*Problem*.
Lines from the first one down to the one containing "pub struct Settings" in the data below are the only ones needed; please return them exactly, both ends included.

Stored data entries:
===
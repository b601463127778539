use anyhow::{Context, Result};
use serde::Deserialize;
use std::fs;
use std::path::{Path, PathBuf};
use std::time::Duration;

use crate::cli::{CliArgs, FetchErrorPolicy};
use crate::model::{NamespaceScope, Palette};

const DEFAULT_REFRESH_MS: u64 = 500;
const MIN_REFRESH_MS: u64 = 100;
const DEFAULT_SYSTEM_NAMESPACE: &str = "kube-system";

/// Everything the dashboard needs to know, fixed at startup.
#[derive(Debug, Clone, Eq, PartialEq)]
pub struct Settings {
    pub scope: NamespaceScope,
    pub system_namespace: String,
    pub palette: Palette,
    pub refresh: Duration,
    pub on_fetch_error: FetchErrorPolicy,
    pub source: Option<PathBuf>,
}

impl Default for Settings {
    fn default() -> Self {
        Self {
            scope: NamespaceScope::All,
            system_namespace: DEFAULT_SYSTEM_NAMESPACE.to_string(),
            palette: Palette::default(),
            refresh: Duration::from_millis(DEFAULT_REFRESH_MS),
            on_fetch_error: FetchErrorPolicy::Exit,
            source: None,
        }
    }
}

#[derive(Debug, Clone, Deserialize, Default)]
#[serde(deny_unknown_fields)]
struct KubetopConfigFile {
    #[serde(default)]
    namespace: Option<String>,
    #[serde(default, alias = "refresh")]
    refresh_ms: Option<u64>,
    #[serde(default)]
    system_namespace: Option<String>,
    #[serde(default)]
    on_fetch_error: Option<FetchErrorPolicy>,
}

impl Settings {
    /// Reads the optional config file and layers the command line over it.
    pub fn load(args: &CliArgs) -> Result<Self> {
        let Some(path) = discover_config_path() else {
            return Ok(Self::merge(args, KubetopConfigFile::default(), None));
        };

        let raw = fs::read_to_string(&path)
            .with_context(|| format!("failed to read config {}", path.display()))?;
        let parsed = parse_config(&raw)
            .with_context(|| format!("failed to parse config {}", path.display()))?;
        Ok(Self::merge(args, parsed, Some(path)))
    }

    fn merge(args: &CliArgs, file: KubetopConfigFile, source: Option<PathBuf>) -> Self {
        let namespace = args
            .namespace
            .clone()
            .or(file.namespace)
            .map(|value| value.trim().to_string())
            .filter(|value| !value.is_empty());
        let refresh_ms = args
            .refresh_ms
            .or(file.refresh_ms)
            .unwrap_or(DEFAULT_REFRESH_MS)
            .max(MIN_REFRESH_MS);
        let system_namespace = file
            .system_namespace
            .filter(|value| !value.trim().is_empty())
            .unwrap_or_else(|| DEFAULT_SYSTEM_NAMESPACE.to_string());

        Self {
            scope: NamespaceScope::from_filter(namespace.as_deref()),
            system_namespace,
            palette: Palette::default(),
            refresh: Duration::from_millis(refresh_ms),
            on_fetch_error: args
                .on_fetch_error
                .or(file.on_fetch_error)
                .unwrap_or_default(),
            source,
        }
    }
}

fn parse_config(raw: &str) -> Result<KubetopConfigFile> {
    if raw.trim().is_empty() {
        return Ok(KubetopConfigFile::default());
    }
    Ok(serde_yaml::from_str(raw)?)
}

fn discover_config_path() -> Option<PathBuf> {
    if let Ok(path) = std::env::var("KUBETOP_CONFIG")
        && !path.trim().is_empty()
    {
        return Some(PathBuf::from(path));
    }

    let cwd_candidates = [PathBuf::from("kubetop.yaml"), PathBuf::from("kubetop.yml")];
    for candidate in cwd_candidates {
        if candidate.exists() {
            return Some(candidate);
        }
    }

    let home = std::env::var("HOME").ok()?;
    let candidate = PathBuf::from(home).join(".config/kubetop/config.yaml");
    candidate.exists().then_some(candidate)
}

/// `--kubeconfig`, then `$KUBECONFIG`, then `~/.kube/config`.
pub fn kubeconfig_path(args: &CliArgs) -> Result<PathBuf> {
    resolve_kubeconfig_path(
        args.kubeconfig.as_deref(),
        std::env::var("KUBECONFIG").ok().as_deref(),
        std::env::var("HOME").ok().as_deref(),
    )
}

fn resolve_kubeconfig_path(
    explicit: Option<&Path>,
    env_value: Option<&str>,
    home: Option<&str>,
) -> Result<PathBuf> {
    if let Some(path) = explicit {
        return Ok(path.to_path_buf());
    }
    if let Some(path) = env_value.map(str::trim).filter(|value| !value.is_empty()) {
        return Ok(PathBuf::from(path));
    }
    let home = home
        .filter(|value| !value.trim().is_empty())
        .context("cannot locate kubeconfig: HOME is not set and KUBECONFIG is empty")?;
    Ok(PathBuf::from(home).join(".kube").join("config"))
}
===
*Solved problem*.
repository b601463127778539
use anyhow::{Context, Result};
use serde::Deserialize;
use std::fs;
use std::path::{Path, PathBuf};
use std::time::Duration;

use crate::cli::{CliArgs, FetchErrorPolicy};
use crate::model::{NamespaceScope, Palette};

const DEFAULT_REFRESH_MS: u64 = 500;
const MIN_REFRESH_MS: u64 = 100;
const DEFAULT_SYSTEM_NAMESPACE: &str = "kube-system";

/// Everything the dashboard needs to know, fixed at startup.
#[derive(Debug, Clone, Eq, PartialEq)]
pub struct Settings {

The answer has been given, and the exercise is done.